An interview with the editor of Pitchfork, Brandon Stosuy

Date
24 November 2014

A few weeks ago the creative director of The Pitchfork Review Michael Renaud sent through a copy of their latest issue, accompanied by a small zine he had put together and a small note: “enjoy the weird book I designed and printed in 24 hours, I almost died.” There aren’t many large organisations who employ crazed zine-makers and lovers of the weirder things in life, but Pitchfork do. It’s a site we check daily, like the news or the weather, which we can all agree is one of – nay the place to go for fantastic, in-depth reviews of the best music today. And they’re not just some website, oh no – Pitchfork has publications, exclusives and some of the best interactive, moving interviews ever published online (check out this one about Bill Callahan). They even just held an enormous music festival in Paris which The Quietus described as “too perfect.”
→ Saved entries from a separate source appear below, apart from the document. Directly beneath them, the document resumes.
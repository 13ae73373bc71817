//! Per-volume strategy: how chunks are created, meshed, walked and measured
//!
//! A volume is one concrete type; what differs between a voxel world and a
//! flat tile map is injected as a [`VolumeFlavor`].

use std::collections::HashSet;
use std::sync::Arc;

use crate::streaming::chunk::{ChunkData, ChunkSnapshot, NO_DATA, layer};
use crate::streaming::coord::ChunkCoord;
use crate::streaming::external::{GeometryHandle, MeshBuilder, NullMeshBuilder};
use crate::streaming::region::Region;
use crate::streaming::volume::VolumeSampler;

/// Strategy selected per volume instance
pub trait VolumeFlavor: Send + Sync {
    fn name(&self) -> &str;

    /// Construct a blank chunk. `None` means the flavor cannot make one; the
    /// volume then falls back to an empty-but-loaded chunk.
    fn create_chunk(&self, coord: ChunkCoord, _region: &Region, dims: [usize; 3]) -> Option<ChunkData> {
        ChunkData::with_dims(coord, dims).ok()
    }

    /// Build render geometry. Runs on worker threads.
    fn build_mesh(&self, snapshot: &ChunkSnapshot) -> Option<GeometryHandle>;

    /// Whether the pathfinder may enter global cell (x, y, z)
    fn is_passable(&self, _sampler: &VolumeSampler, _x: i32, _y: i32, _z: i32) -> bool {
        true
    }

    /// Walkable surface height of column (x, z), world units
    fn get_height(&self, _sampler: &VolumeSampler, _x: i32, _z: i32) -> f32 {
        0.0
    }
}

/// Dense 3D voxel data
///
/// A cell is passable when it is empty. The surface height of a column is
/// the top face of its highest solid cell.
pub struct VoxelFlavor {
    mesher: Arc<dyn MeshBuilder>,
    column_height: i32,
}

impl VoxelFlavor {
    pub fn new(mesher: Arc<dyn MeshBuilder>) -> Self {
        Self {
            mesher,
            column_height: 256,
        }
    }

    /// Highest cell (exclusive) scanned when measuring column height
    pub fn with_column_height(mut self, column_height: i32) -> Self {
        self.column_height = column_height;
        self
    }
}

impl Default for VoxelFlavor {
    fn default() -> Self {
        Self::new(Arc::new(NullMeshBuilder))
    }
}

impl VolumeFlavor for VoxelFlavor {
    fn name(&self) -> &str {
        "voxel"
    }

    fn build_mesh(&self, snapshot: &ChunkSnapshot) -> Option<GeometryHandle> {
        self.mesher.build_mesh(snapshot)
    }

    fn is_passable(&self, sampler: &VolumeSampler, x: i32, y: i32, z: i32) -> bool {
        sampler.get_value(x, y, z) == NO_DATA
    }

    fn get_height(&self, sampler: &VolumeSampler, x: i32, z: i32) -> f32 {
        (0..self.column_height)
            .rev()
            .find(|&y| sampler.get_value(x, y, z) != NO_DATA)
            .map_or(0.0, |y| (y + 1) as f32)
    }
}

/// Flat tile map with layered cells
///
/// Surface types listed as blocking (walls, water, containers, ...) are
/// impassable. Height is always zero.
pub struct TileFlavor {
    mesher: Arc<dyn MeshBuilder>,
    blocking: HashSet<u8>,
}

impl TileFlavor {
    pub fn new(mesher: Arc<dyn MeshBuilder>) -> Self {
        Self {
            mesher,
            blocking: HashSet::new(),
        }
    }

    /// Mark surface types as impassable
    pub fn with_blocking(mut self, surfaces: impl IntoIterator<Item = u8>) -> Self {
        self.blocking.extend(surfaces);
        self
    }

    pub fn is_blocking(&self, surface: u8) -> bool {
        self.blocking.contains(&surface)
    }
}

impl Default for TileFlavor {
    fn default() -> Self {
        Self::new(Arc::new(NullMeshBuilder))
    }
}

impl VolumeFlavor for TileFlavor {
    fn name(&self) -> &str {
        "tile"
    }

    fn build_mesh(&self, snapshot: &ChunkSnapshot) -> Option<GeometryHandle> {
        self.mesher.build_mesh(snapshot)
    }

    fn is_passable(&self, sampler: &VolumeSampler, x: i32, _y: i32, z: i32) -> bool {
        !self.is_blocking(sampler.get_value(x, layer::SURFACE as i32, z))
    }
}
For our online publishing feature, Behind the Screens, we wanted to ask this spectacular site how it came to be so good, and what happens behind the scenes. Enter Brandon Stosuy, who is their wonderful, friendly, enthusiastic editor. Read below about his life before Pitchfork, what he believes is the future of music journalism, and what the internet can offer people who love zines and music simultaneously.

How do you pronounce your surname?

“Stow-see.” It’s a bastardisation of a Russian surname. My Grandfather, who was an orphan, immigrated to the United States when he was young and things got confused. My family tree is a bit tricky.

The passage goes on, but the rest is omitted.